Изменения белого вещества

полушарий мозга / White matter alternations

Малые аномалии развития коры мозга с чрезмерной гетеротопией нейронов / Mild malformations of cortical development with excessive heterotopic neurons

Малые мальформации развития коры с гиперплазией олигодендроглии при эпилепсии / Mild malformations of cortical development with ligodendroglial hyperplasia in epilepsy

Аномалии строения коры с гистологическими характеристиками, не соответствующими ФКД I, II или III типа / Abnormality of cortical organization remains ambiguous and histopathological findings not compatible with FCD1, FCD2 or FCD3

Под ФКД I типа понимают патологические изменения гистологической структуры новой коры, возникающие в результате нарушений ее развития. ФКД Iа характеризуется множеством микроколонок, а также наличием гетеротопированных нейроцитов с локализацией в белом веществе и инвазией U-волокон [49][50]. Обе характеристики могут быть обнаружены с помощью методов иммуногистохимии: микроколоны – с помощью антител к NeuN, гетеротопированные нейроны – с помощью MAP2 [51]. ФКД Ib представлена аномальной организацией шести гистологических слоев коры, поэтому данный вариант называют нарушением горизонтальной архитектоники. ФКД Ic сочетает в себе признаки нарушений горизонтальной и вертикальной организации [48].

ФКД II типа наиболее часто встречается у пациентов, перенесших хирургическое лечение эпилепсии, и составляет около 9% всех случаев ФКД, причем в 51% случаев аномалия локализуется в лобной доле [52]. Основная характеристика ФКД II – наличие видоизмененных гигантских нейронов (дисморфических нейронов), значительно более крупных, чем пирамидные клетки. Глиальные клетки в структуре аномалии также увеличены, однако этот признак не является необходимым для диагностики. Специфический признак ФКД IIb и отличие ее от ФКД IIa – наличие клеток, подвергшихся баллонной дистрофии, которые одновременно экспрессируют нейрональные и глиальные белки. Баллонные клетки часто окружают область, в которой сгруппированы дисморфические нейроциты. При этом дисморфические нейроциты являются источником патологической активности, а баллонные клетки – нет.

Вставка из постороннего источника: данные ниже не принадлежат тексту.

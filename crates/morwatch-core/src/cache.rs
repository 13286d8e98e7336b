//! In-memory caching for config lookups.

use std::collections::HashMap;
use std::sync::Arc;
use std::time::{Duration, Instant};

use serde_json::Value;

/// A cached decode result. `None` records that the endpoint answered with
/// a body that did not decode, so the miss is not retried every call.
type CachedBody = Option<Value>;

#[derive(Debug, Clone)]
struct CacheEntry {
    body: CachedBody,
    expires_at: Instant,
}

#[derive(Debug)]
struct CacheInner {
    map: HashMap<String, CacheEntry>,
    ttl: Duration,
}

/// Thread-safe TTL cache keyed by request URL.
///
/// Used only for the config endpoints; telemetry fetches always hit the
/// router so the history stays live.
#[derive(Debug, Clone)]
pub struct ResponseCache {
    inner: Arc<tokio::sync::RwLock<CacheInner>>,
}

impl ResponseCache {
    pub fn new(ttl: Duration) -> Self {
        Self {
            inner: Arc::new(tokio::sync::RwLock::new(CacheInner {
                map: HashMap::new(),
                ttl,
            })),
        }
    }

    /// Cache with the default TTL of 5 minutes.
    pub fn with_default_ttl() -> Self {
        Self::new(Duration::from_secs(300))
    }

    /// A cache that never stores anything.
    pub fn disabled() -> Self {
        Self::new(Duration::ZERO)
    }

    /// Cached body for the URL, when present and unexpired.
    pub async fn get(&self, url: &str) -> Option<CachedBody> {
        let store = self.inner.read().await;
        store.map.get(url).and_then(|entry| {
            (Instant::now() <= entry.expires_at).then(|| entry.body.clone())
        })
    }

    /// Store a body for the URL. No-op when the cache is disabled.
    pub async fn put(&self, url: &str, body: CachedBody) {
        let mut store = self.inner.write().await;
        if store.ttl == Duration::ZERO {
            return;
        }
        let expires_at = Instant::now() + store.ttl;
        store
            .map
            .insert(url.to_owned(), CacheEntry { body, expires_at });
    }

    pub async fn clear(&self) {
        let mut store = self.inner.write().await;
        store.map.clear();
    }

    pub async fn len(&self) -> usize {
        let store = self.inner.read().await;
        store.map.len()
    }

    pub async fn is_empty(&self) -> bool {
        self.len().await == 0
    }
}
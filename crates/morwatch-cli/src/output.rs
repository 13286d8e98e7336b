//! Rendering and human formatting helpers.

use serde_json::Value;

use crate::cli::OutputFormat;
use crate::error::CliError;

/// One command's result: a JSON document plus its text rendering.
#[derive(Debug)]
pub struct CommandOutput {
    pub json: Value,
    pub text: String,
}

impl CommandOutput {
    pub fn new(json: Value, text: impl Into<String>) -> Self {
        Self {
            json,
            text: text.into(),
        }
    }
}

pub fn render(output: &CommandOutput, format: OutputFormat, pretty: bool) -> Result<(), CliError> {
    match format {
        OutputFormat::Text => println!("{}", output.text),
        OutputFormat::Json if pretty => {
            println!("{}", serde_json::to_string_pretty(&output.json)?);
        }
        OutputFormat::Json => println!("{}", serde_json::to_string(&output.json)?),
    }
    Ok(())
}

/// Fixed-precision number with a dash placeholder for absent values.
pub fn format_number(value: Option<f64>, digits: usize) -> String {
    match value {
        Some(value) if value.is_finite() => format!("{value:.digits$}"),
        _ => "-".to_owned(),
    }
}

/// Fold seconds into `1d 2h 3m` style, falling back to raw seconds.
pub fn format_uptime(seconds: Option<f64>) -> String {
    let Some(seconds) = seconds.filter(|s| s.is_finite() && *s > 0.0) else {
        return "Unknown".to_owned();
    };
    let total = seconds as u64;
    let days = total / 86_400;
    let hours = (total % 86_400) / 3_600;
    let minutes = (total % 3_600) / 60;

    let mut parts = Vec::new();
    if days > 0 {
        parts.push(format!("{days}d"));
    }
    if hours > 0 {
        parts.push(format!("{hours}h"));
    }
    if minutes > 0 {
        parts.push(format!("{minutes}m"));
    }
    if parts.is_empty() {
        parts.push(format!("{total}s"));
    }
    parts.join(" ")
}

/// Shorten a wallet address to `0xabcd…wxyz`.
pub fn format_address(address: Option<&str>) -> String {
    format_address_with(address, 4)
}

pub fn format_address_with(address: Option<&str>, chars: usize) -> String {
    let Some(address) = address.filter(|a| !a.is_empty()) else {
        return "Unknown".to_owned();
    };
    if address.len() <= chars * 2 {
        return address.to_owned();
    }
    let head: String = address.chars().take(chars + 2).collect();
    let tail: String = address
        .chars()
        .rev()
        .take(chars)
        .collect::<Vec<_>>()
        .into_iter()
        .rev()
        .collect();
    format!("{head}…{tail}")
}

#[cfg(test)]
mod tests {
    use super::*;

    #[test]
    fn numbers_render_with_placeholder_for_absent() {
        assert_eq!(format_number(Some(2.5), 2), "2.50");
        assert_eq!(format_number(Some(f64::NAN), 2), "-");
        assert_eq!(format_number(None, 2), "-");
    }

    #[test]
    fn uptime_folds_into_day_hour_minute_parts() {
        assert_eq!(format_uptime(Some(90_061.0)), "1d 1h 1m");
        assert_eq!(format_uptime(Some(3_660.0)), "1h 1m");
        assert_eq!(format_uptime(Some(42.0)), "42s");
        assert_eq!(format_uptime(Some(0.0)), "Unknown");
        assert_eq!(format_uptime(None), "Unknown");
    }

    #[test]
    fn addresses_shorten_in_the_middle() {
        assert_eq!(
            format_address(Some("0x1234567890abcdef1234567890abcdef12345678")),
            "0x1234…5678"
        );
        assert_eq!(format_address(Some("0xabcd")), "0xabcd");
        assert_eq!(format_address(None), "Unknown");
    }
}
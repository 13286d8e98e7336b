mod cli;
mod commands;
mod error;
mod output;

use std::process::ExitCode;

use clap::Parser;
use tracing_subscriber::EnvFilter;

use morwatch_core::{sanitize_base_url, Settings};

use crate::cli::Cli;
use crate::error::CliError;

#[tokio::main]
async fn main() -> ExitCode {
    tracing_subscriber::fmt()
        .with_env_filter(EnvFilter::from_default_env())
        .with_writer(std::io::stderr)
        .init();

    match run().await {
        Ok(code) => code,
        Err(error) => {
            eprintln!("error: {error}");
            ExitCode::from(error.exit_code())
        }
    }
}

async fn run() -> Result<ExitCode, CliError> {
    let cli = Cli::parse();
    let settings = load_settings(&cli)?;

    let result = commands::run(&cli, &settings).await?;
    output::render(&result, cli.format, cli.pretty)?;

    Ok(ExitCode::SUCCESS)
}

fn load_settings(cli: &Cli) -> Result<Settings, CliError> {
    let mut settings = match &cli.settings {
        Some(path) => {
            let content = std::fs::read_to_string(path)
                .map_err(|error| CliError::Settings(format!("{}: {error}", path.display())))?;
            serde_json::from_str(&content)
                .map_err(|error| CliError::Settings(format!("{}: {error}", path.display())))?
        }
        None => Settings::from_env(),
    };

    if let Some(base_url) = &cli.base_url {
        settings.base_url = sanitize_base_url(base_url);
    }

    Ok(settings)
}
use serde_json::json;

use morwatch_core::{run_setup, start_router, RouterPaths};

use crate::cli::{RouterStartArgs, SetupArgs};
use crate::error::CliError;
use crate::output::CommandOutput;

pub async fn router_start(args: &RouterStartArgs) -> Result<CommandOutput, CliError> {
    let outcome = start_router(&RouterPaths::new(&args.root)).await;
    if !outcome.ok {
        return Err(CliError::Command(outcome.output));
    }
    let text = outcome.output.clone();
    Ok(CommandOutput::new(
        json!({ "ok": true, "message": outcome.output }),
        text,
    ))
}

pub async fn setup(args: &SetupArgs) -> Result<CommandOutput, CliError> {
    let outcome = run_setup(&args.script).await;
    if !outcome.ok {
        return Err(CliError::Command(outcome.output));
    }
    let text = outcome.output.clone();
    Ok(CommandOutput::new(
        json!({ "ok": true, "output": outcome.output }),
        text,
    ))
}
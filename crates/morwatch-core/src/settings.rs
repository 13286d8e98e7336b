//! User configuration snapshot consumed by the core.
//!
//! The core never mutates settings; the surrounding application owns them
//! and hands a snapshot to each call. Defaults come from `MORWATCH_*`
//! environment variables with unprefixed fallbacks.

use std::env;

use serde::{Deserialize, Serialize};

/// Default poll cadence for the history poller.
pub const DEFAULT_POLL_INTERVAL_MS: u64 = 15_000;
/// Default minimum MOR balance for the balance readiness rule.
pub const DEFAULT_MIN_MOR_BALANCE: f64 = 1.0;
const DEFAULT_BASE_URL: &str = "http://localhost:8082";
const DEFAULT_UNDERLYING_CONFIG_URL: &str = "http://localhost:8080/config";

/// Independently togglable readiness checks.
#[derive(Debug, Clone, Copy, PartialEq, Eq, Serialize, Deserialize)]
#[serde(default)]
pub struct ReadinessRules {
    pub require_health: bool,
    pub require_balance: bool,
    pub require_model: bool,
    pub require_bid: bool,
}

impl Default for ReadinessRules {
    fn default() -> Self {
        Self {
            require_health: true,
            require_balance: true,
            require_model: true,
            require_bid: true,
        }
    }
}

impl ReadinessRules {
    /// Rules with every check disabled.
    pub const fn none() -> Self {
        Self {
            require_health: false,
            require_balance: false,
            require_model: false,
            require_bid: false,
        }
    }
}

/// Snapshot of the user-facing configuration.
#[derive(Debug, Clone, PartialEq, Serialize, Deserialize)]
#[serde(default)]
pub struct Settings {
    /// Proxy router base URL, stored without trailing slashes.
    pub base_url: String,
    pub username: Option<String>,
    pub password: Option<String>,
    pub wallet_address: Option<String>,
    pub min_mor_balance: f64,
    /// Explicit `/config` endpoint override.
    pub config_url: Option<String>,
    /// Explicit underlying-router config endpoint override.
    pub underlying_config_url: Option<String>,
    pub readiness_rules: ReadinessRules,
    pub poll_interval_ms: u64,
}

impl Default for Settings {
    fn default() -> Self {
        Self {
            base_url: DEFAULT_BASE_URL.to_owned(),
            username: None,
            password: None,
            wallet_address: None,
            min_mor_balance: DEFAULT_MIN_MOR_BALANCE,
            config_url: None,
            underlying_config_url: Some(DEFAULT_UNDERLYING_CONFIG_URL.to_owned()),
            readiness_rules: ReadinessRules::default(),
            poll_interval_ms: DEFAULT_POLL_INTERVAL_MS,
        }
    }
}

impl Settings {
    /// Build settings from the environment, falling back to defaults.
    ///
    /// Each value is read from `MORWATCH_<NAME>` first and the unprefixed
    /// `<NAME>` second.
    pub fn from_env() -> Self {
        let defaults = Self::default();
        Self {
            base_url: sanitize_base_url(
                &env_string("API_BASE").unwrap_or(defaults.base_url),
            ),
            username: env_string("USERNAME"),
            password: env_string("PASSWORD"),
            wallet_address: env_string("WALLET_ADDRESS"),
            min_mor_balance: env_number("MIN_MOR_BALANCE", defaults.min_mor_balance),
            config_url: env_string("CONFIG_URL"),
            underlying_config_url: env_string("UNDERLYING_CONFIG_URL")
                .or(defaults.underlying_config_url),
            readiness_rules: ReadinessRules::default(),
            poll_interval_ms: env_number("POLL_INTERVAL_MS", defaults.poll_interval_ms as f64)
                .max(0.0) as u64,
        }
    }

    /// Basic-auth credentials, when a username is configured.
    pub fn credentials(&self) -> Option<(&str, &str)> {
        self.username
            .as_deref()
            .filter(|name| !name.is_empty())
            .map(|name| (name, self.password.as_deref().unwrap_or("")))
    }
}

/// Strip whitespace and trailing slashes from a configured base URL.
pub fn sanitize_base_url(url: &str) -> String {
    let compact: String = url.chars().filter(|ch| !ch.is_whitespace()).collect();
    compact.trim_end_matches('/').to_owned()
}

fn env_string(name: &str) -> Option<String> {
    let prefixed = format!("MORWATCH_{name}");
    env::var(&prefixed)
        .or_else(|_| env::var(name))
        .ok()
        .filter(|value| !value.trim().is_empty())
}

fn env_number(name: &str, fallback: f64) -> f64 {
    env_string(name)
        .and_then(|value| value.trim().parse::<f64>().ok())
        .filter(|value| value.is_finite())
        .unwrap_or(fallback)
}
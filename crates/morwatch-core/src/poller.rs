//! Continuous health polling with a bounded snapshot history.
//!
//! One tick fetches health, balance, and providers concurrently, stamps a
//! single wall-clock timestamp taken before dispatch, and appends a
//! [`HealthSnapshot`] to a capped FIFO buffer. The loop runs until
//! cancelled; cancellation is cooperative, so a tick already in flight
//! completes and its snapshot is appended before the task exits.

use std::collections::VecDeque;
use std::sync::atomic::{AtomicBool, Ordering};
use std::sync::{Arc, Mutex};
use std::time::Duration;

use time::OffsetDateTime;
use tokio::task::JoinHandle;

use crate::api::ApiClient;
use crate::domain::HealthSnapshot;

/// Maximum number of snapshots retained; oldest entries are evicted first.
pub const HISTORY_CAPACITY: usize = 200;

type SharedHistory = Arc<Mutex<VecDeque<HealthSnapshot>>>;

/// Handle to a running poller: read access to the history plus cooperative
/// cancellation. Dropping the handle does not stop the task; call
/// [`cancel`](PollerHandle::cancel).
pub struct PollerHandle {
    entries: SharedHistory,
    cancelled: Arc<AtomicBool>,
    task: JoinHandle<()>,
}

impl PollerHandle {
    /// Consistent copy of the whole history, oldest first.
    pub fn snapshots(&self) -> Vec<HealthSnapshot> {
        self.entries
            .lock()
            .expect("history lock is not poisoned")
            .iter()
            .cloned()
            .collect()
    }

    /// Most recent snapshot, if any tick has completed.
    pub fn latest(&self) -> Option<HealthSnapshot> {
        self.entries
            .lock()
            .expect("history lock is not poisoned")
            .back()
            .cloned()
    }

    pub fn len(&self) -> usize {
        self.entries
            .lock()
            .expect("history lock is not poisoned")
            .len()
    }

    pub fn is_empty(&self) -> bool {
        self.len() == 0
    }

    /// Request cancellation. Observed between ticks; an in-flight tick
    /// still completes and appends its snapshot.
    pub fn cancel(&self) {
        self.cancelled.store(true, Ordering::Relaxed);
    }

    pub fn is_cancelled(&self) -> bool {
        self.cancelled.load(Ordering::Relaxed)
    }

    /// Wait for the polling task to observe cancellation and exit.
    pub async fn join(self) {
        let _ = self.task.await;
    }
}

/// Spawn the polling loop against a live client.
pub fn spawn(client: Arc<ApiClient>, interval: Duration) -> PollerHandle {
    let entries: SharedHistory = Arc::new(Mutex::new(VecDeque::with_capacity(HISTORY_CAPACITY)));
    let cancelled = Arc::new(AtomicBool::new(false));

    let task = tokio::spawn(run_loop(
        client,
        interval,
        Arc::clone(&entries),
        Arc::clone(&cancelled),
    ));

    PollerHandle {
        entries,
        cancelled,
        task,
    }
}

async fn run_loop(
    client: Arc<ApiClient>,
    interval: Duration,
    entries: SharedHistory,
    cancelled: Arc<AtomicBool>,
) {
    while !cancelled.load(Ordering::Relaxed) {
        let snapshot = poll_once(&client).await;
        if let Some(error) = &snapshot.error {
            tracing::warn!(%error, "poll tick failed");
        } else {
            tracing::debug!("poll tick ok");
        }
        push_snapshot(&entries, snapshot);
        tokio::time::sleep(interval).await;
    }
}

/// One tick: timestamp first, then the three fetches joined concurrently.
/// Whatever succeeded lands in the snapshot; the error slot carries the
/// first non-empty failure in health, balance, providers order.
async fn poll_once(client: &ApiClient) -> HealthSnapshot {
    let ts = OffsetDateTime::now_utc();
    let (health, balance, providers) = tokio::join!(
        client.get_health(),
        client.get_balance(),
        client.get_providers(),
    );

    let error = health
        .as_ref()
        .err()
        .or(balance.as_ref().err())
        .or(providers.as_ref().err())
        .map(ToString::to_string);

    HealthSnapshot {
        ts,
        health: health.ok().flatten(),
        balance: balance.ok(),
        providers: providers.ok(),
        models: None,
        error,
    }
}

/// Append with strict FIFO eviction at [`HISTORY_CAPACITY`].
fn push_snapshot(entries: &SharedHistory, snapshot: HealthSnapshot) {
    let mut buffer = entries.lock().expect("history lock is not poisoned");
    buffer.push_back(snapshot);
    while buffer.len() > HISTORY_CAPACITY {
        buffer.pop_front();
    }
}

ФКД II типа также характеризуется дезорганизацией шести слоев коры, причем клетки области аномалии расположены менее плотно [51]. В 60% случаев ФКД II типа ассоциирована с соматической мутацией в генах белков метаболического пути mTOR, наиболее часто в гене MTOR при ФКД IIb [53]. Герминальные мутации с потерей функции описаны в основном при ФКД IIa, причем характерен феномен двойного удара: сочетание герминальной мутации с внезапно возникшей соматической приводит к потере защитной функции гетерозиготного аллеля и проявлению патологического признака [54–56].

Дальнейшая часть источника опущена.